Your objective:
Wherever the word "JsonAnswer" appears in the entries, copy the whole line.

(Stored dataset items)
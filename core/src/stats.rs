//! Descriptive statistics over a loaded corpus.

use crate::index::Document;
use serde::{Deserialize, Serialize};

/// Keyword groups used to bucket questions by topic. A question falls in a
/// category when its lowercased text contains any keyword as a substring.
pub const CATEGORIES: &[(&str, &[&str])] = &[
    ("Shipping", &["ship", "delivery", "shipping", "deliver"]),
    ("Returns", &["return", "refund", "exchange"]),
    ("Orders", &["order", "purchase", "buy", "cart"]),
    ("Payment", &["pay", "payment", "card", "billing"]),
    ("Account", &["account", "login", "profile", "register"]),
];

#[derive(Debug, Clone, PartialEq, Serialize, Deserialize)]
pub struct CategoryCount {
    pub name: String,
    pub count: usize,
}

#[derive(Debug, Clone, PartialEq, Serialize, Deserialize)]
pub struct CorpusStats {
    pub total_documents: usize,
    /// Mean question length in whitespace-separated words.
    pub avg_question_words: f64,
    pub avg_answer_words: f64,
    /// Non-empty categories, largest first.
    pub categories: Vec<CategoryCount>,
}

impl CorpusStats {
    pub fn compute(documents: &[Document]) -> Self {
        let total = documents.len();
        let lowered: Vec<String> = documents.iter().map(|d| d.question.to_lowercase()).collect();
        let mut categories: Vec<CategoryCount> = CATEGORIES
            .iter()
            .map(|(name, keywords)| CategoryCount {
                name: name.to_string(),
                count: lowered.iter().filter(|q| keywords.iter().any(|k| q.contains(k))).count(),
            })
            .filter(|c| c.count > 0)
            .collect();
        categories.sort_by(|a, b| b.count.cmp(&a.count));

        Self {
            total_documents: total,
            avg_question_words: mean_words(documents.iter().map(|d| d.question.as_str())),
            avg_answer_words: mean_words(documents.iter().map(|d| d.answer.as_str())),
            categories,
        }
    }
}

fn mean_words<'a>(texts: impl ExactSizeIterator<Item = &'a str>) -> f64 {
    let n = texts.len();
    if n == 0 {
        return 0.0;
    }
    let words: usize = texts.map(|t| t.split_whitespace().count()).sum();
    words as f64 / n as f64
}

---

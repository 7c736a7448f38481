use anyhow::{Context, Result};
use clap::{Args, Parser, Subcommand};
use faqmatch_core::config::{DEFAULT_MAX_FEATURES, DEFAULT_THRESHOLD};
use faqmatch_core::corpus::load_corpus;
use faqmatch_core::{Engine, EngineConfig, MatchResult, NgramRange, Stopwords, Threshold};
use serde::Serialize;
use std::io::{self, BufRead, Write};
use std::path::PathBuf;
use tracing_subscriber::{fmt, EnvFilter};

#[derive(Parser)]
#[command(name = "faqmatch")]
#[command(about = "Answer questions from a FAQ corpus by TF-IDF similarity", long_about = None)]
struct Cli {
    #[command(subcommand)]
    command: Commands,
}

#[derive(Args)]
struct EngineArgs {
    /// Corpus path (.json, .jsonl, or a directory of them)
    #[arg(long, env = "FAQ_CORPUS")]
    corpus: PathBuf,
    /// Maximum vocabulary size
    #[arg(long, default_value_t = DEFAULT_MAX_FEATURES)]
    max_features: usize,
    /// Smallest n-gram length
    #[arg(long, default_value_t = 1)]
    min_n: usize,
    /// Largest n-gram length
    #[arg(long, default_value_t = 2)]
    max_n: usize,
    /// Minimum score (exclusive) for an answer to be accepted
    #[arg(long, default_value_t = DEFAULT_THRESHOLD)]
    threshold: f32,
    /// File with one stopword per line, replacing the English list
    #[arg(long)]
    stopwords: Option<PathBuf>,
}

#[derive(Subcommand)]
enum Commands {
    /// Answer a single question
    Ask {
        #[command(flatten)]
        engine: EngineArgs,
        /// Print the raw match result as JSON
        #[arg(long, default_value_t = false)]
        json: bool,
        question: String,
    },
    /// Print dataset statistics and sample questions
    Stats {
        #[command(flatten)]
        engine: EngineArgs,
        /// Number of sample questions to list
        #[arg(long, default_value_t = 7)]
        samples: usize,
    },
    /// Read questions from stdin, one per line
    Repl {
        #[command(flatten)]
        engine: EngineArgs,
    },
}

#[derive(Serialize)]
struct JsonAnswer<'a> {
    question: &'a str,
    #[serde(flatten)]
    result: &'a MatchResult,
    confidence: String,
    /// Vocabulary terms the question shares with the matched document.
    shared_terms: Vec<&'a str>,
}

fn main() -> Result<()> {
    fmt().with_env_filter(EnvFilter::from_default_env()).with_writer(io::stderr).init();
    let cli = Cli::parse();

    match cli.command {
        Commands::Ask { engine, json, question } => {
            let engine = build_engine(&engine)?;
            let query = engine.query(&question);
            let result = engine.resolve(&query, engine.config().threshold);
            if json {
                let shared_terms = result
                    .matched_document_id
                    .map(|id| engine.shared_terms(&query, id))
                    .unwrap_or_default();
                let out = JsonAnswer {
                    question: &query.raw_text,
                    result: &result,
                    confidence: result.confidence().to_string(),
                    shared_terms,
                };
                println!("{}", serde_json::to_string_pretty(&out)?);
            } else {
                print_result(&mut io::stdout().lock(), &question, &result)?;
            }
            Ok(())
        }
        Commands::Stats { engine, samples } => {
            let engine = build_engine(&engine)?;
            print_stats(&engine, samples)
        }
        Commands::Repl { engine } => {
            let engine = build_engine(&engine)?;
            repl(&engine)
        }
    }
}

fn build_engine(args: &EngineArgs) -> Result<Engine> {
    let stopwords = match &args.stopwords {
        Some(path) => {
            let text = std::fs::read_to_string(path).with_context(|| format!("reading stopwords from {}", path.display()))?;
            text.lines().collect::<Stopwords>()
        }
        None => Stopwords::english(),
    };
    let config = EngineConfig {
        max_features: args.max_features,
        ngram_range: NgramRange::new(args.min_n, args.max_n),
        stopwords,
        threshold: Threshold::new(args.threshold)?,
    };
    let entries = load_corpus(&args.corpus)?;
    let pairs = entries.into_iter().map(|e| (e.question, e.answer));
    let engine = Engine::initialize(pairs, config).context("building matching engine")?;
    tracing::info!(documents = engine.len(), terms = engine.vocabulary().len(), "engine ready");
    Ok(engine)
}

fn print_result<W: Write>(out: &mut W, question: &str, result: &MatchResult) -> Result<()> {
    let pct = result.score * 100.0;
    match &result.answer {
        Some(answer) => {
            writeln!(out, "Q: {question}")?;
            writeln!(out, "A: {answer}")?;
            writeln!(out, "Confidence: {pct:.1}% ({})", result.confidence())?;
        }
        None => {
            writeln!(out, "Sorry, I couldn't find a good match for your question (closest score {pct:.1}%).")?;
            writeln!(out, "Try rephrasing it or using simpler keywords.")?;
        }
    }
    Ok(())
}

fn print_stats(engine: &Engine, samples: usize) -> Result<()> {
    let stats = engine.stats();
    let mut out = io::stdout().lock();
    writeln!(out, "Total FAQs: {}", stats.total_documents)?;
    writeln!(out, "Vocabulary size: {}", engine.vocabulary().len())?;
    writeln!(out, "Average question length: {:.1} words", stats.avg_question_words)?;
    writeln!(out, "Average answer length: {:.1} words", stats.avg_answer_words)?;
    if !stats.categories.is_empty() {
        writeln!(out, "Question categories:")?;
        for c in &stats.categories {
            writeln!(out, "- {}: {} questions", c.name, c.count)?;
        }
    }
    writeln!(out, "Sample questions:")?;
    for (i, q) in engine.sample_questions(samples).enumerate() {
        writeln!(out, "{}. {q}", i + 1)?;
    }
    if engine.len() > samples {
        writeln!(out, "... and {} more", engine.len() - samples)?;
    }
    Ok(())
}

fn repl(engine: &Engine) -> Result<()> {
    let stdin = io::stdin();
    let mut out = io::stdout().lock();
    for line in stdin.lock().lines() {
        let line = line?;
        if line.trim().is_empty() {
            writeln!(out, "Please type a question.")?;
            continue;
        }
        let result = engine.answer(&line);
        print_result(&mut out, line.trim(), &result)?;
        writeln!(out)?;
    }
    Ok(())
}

Task answer:
struct JsonAnswer<'a> {
                let out = JsonAnswer {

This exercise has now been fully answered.